Find every line below with the word "trim" in it, and copy each one.

_ _ _ _ _ _ _

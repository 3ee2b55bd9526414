use std::fmt;
use std::path::{Path, PathBuf};

use serde::{Deserialize, Serialize};
use thiserror::Error;
use zeroize::Zeroizing;

/// Application-level constants
pub const APP_NAME: &str = "Discharge Letter";
pub const APP_VERSION: &str = env!("CARGO_PKG_VERSION");

/// Environment variable that overrides the credentials file.
pub const API_KEY_ENV: &str = "OPENAI_API_KEY";

pub const DEFAULT_MODEL: &str = "gpt-3.5-turbo";
pub const DEFAULT_API_BASE_URL: &str = "https://api.openai.com/v1";
pub const DEFAULT_AUDIT_LOG: &str = "discharge_log.jsonl";

/// Tracing filter used when `RUST_LOG` is unset.
pub fn default_log_filter() -> &'static str {
    "discharge_letter_lib=info,discharge_letter=info,warn"
}

#[derive(Error, Debug)]
pub enum ConfigError {
    #[error("Failed to read {path}: {source}")]
    Io {
        path: PathBuf,
        #[source]
        source: std::io::Error,
    },

    #[error("Invalid JSON in {path}: {source}")]
    Parse {
        path: PathBuf,
        #[source]
        source: serde_json::Error,
    },

    #[error("No API key in {0} and OPENAI_API_KEY is not set")]
    MissingApiKey(PathBuf),
}

/// Everything the pipeline needs to run, in one place.
///
/// Loaded from a JSON file; any field left out takes its default.
#[derive(Debug, Clone, PartialEq, Eq, Serialize, Deserialize)]
#[serde(default)]
pub struct AppConfig {
    /// Patient record files, one patient per file, in selection order.
    pub patient_sources: Vec<PathBuf>,
    /// Paginated transitions-of-care document fed to the prompt as guidance.
    pub instruction_document: PathBuf,
    /// JSON file holding `openai_api_key`.
    pub credentials_path: PathBuf,
    pub audit_log_path: PathBuf,
    pub model: String,
    pub api_base_url: String,
    /// `None` leaves the generation call without a timeout.
    pub request_timeout_secs: Option<u64>,
}

impl Default for AppConfig {
    fn default() -> Self {
        Self {
            patient_sources: vec![
                PathBuf::from("data.json"),
                PathBuf::from("data_2.json"),
                PathBuf::from("data_3.json"),
            ],
            instruction_document: PathBuf::from("bmc-Transitions-of-Care.pdf"),
            credentials_path: PathBuf::from("credentials.json"),
            audit_log_path: PathBuf::from(DEFAULT_AUDIT_LOG),
            model: DEFAULT_MODEL.to_string(),
            api_base_url: DEFAULT_API_BASE_URL.to_string(),
            request_timeout_secs: None,
        }
    }
}

impl AppConfig {
    pub fn load(path: &Path) -> Result<Self, ConfigError> {
        let contents = std::fs::read_to_string(path).map_err(|source| ConfigError::Io {
            path: path.to_path_buf(),
            source,
        })?;
        serde_json::from_str(&contents).map_err(|source| ConfigError::Parse {
            path: path.to_path_buf(),
            source,
        })
    }
}

/// Access token for the generation service. Wiped from memory on drop
/// and never printed.
#[derive(Clone)]
pub struct ApiKey(Zeroizing<String>);

impl ApiKey {
    pub fn new(key: impl Into<String>) -> Self {
        Self(Zeroizing::new(key.into()))
    }

    pub fn expose(&self) -> &str {
        self.0.as_str()
    }
}

impl fmt::Debug for ApiKey {
    fn fmt(&self, f: &mut fmt::Formatter<'_>) -> fmt::Result {
        f.write_str("ApiKey(***)")
    }
}

#[derive(Deserialize)]
struct CredentialsFile {
    openai_api_key: Option<String>,
}

/// Resolve the API key: `OPENAI_API_KEY` first, then the credentials file.
pub fn load_api_key(credentials_path: &Path) -> Result<ApiKey, ConfigError> {
    resolve_api_key(std::env::var(API_KEY_ENV).ok(), credentials_path)
}

/// A non-blank `env_value` wins; otherwise fall back to the credentials file.
pub fn resolve_api_key(
    env_value: Option<String>,
    credentials_path: &Path,
) -> Result<ApiKey, ConfigError> {
    if let Some(key) = env_value.as_deref().map(str::trim) {
        if !key.is_empty() {
            tracing::debug!("Using API key from environment");
            return Ok(ApiKey::new(key));
        }
    }
    read_api_key_file(credentials_path)
}

/// Read `openai_api_key` from a credentials JSON file.
pub fn read_api_key_file(path: &Path) -> Result<ApiKey, ConfigError> {
    let contents = std::fs::read_to_string(path).map_err(|source| ConfigError::Io {
        path: path.to_path_buf(),
        source,
    })?;
    let credentials: CredentialsFile =
        serde_json::from_str(&contents).map_err(|source| ConfigError::Parse {
            path: path.to_path_buf(),
            source,
        })?;

    credentials
        .openai_api_key
        .map(|key| key.trim().to_string())
        .filter(|key| !key.is_empty())
        .map(ApiKey::new)
        .ok_or_else(|| ConfigError::MissingApiKey(path.to_path_buf()))
}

_ _ _ _ _ _ _

— Solved problem —
    if let Some(key) = env_value.as_deref().map(str::trim) {
        .map(|key| key.trim().to_string())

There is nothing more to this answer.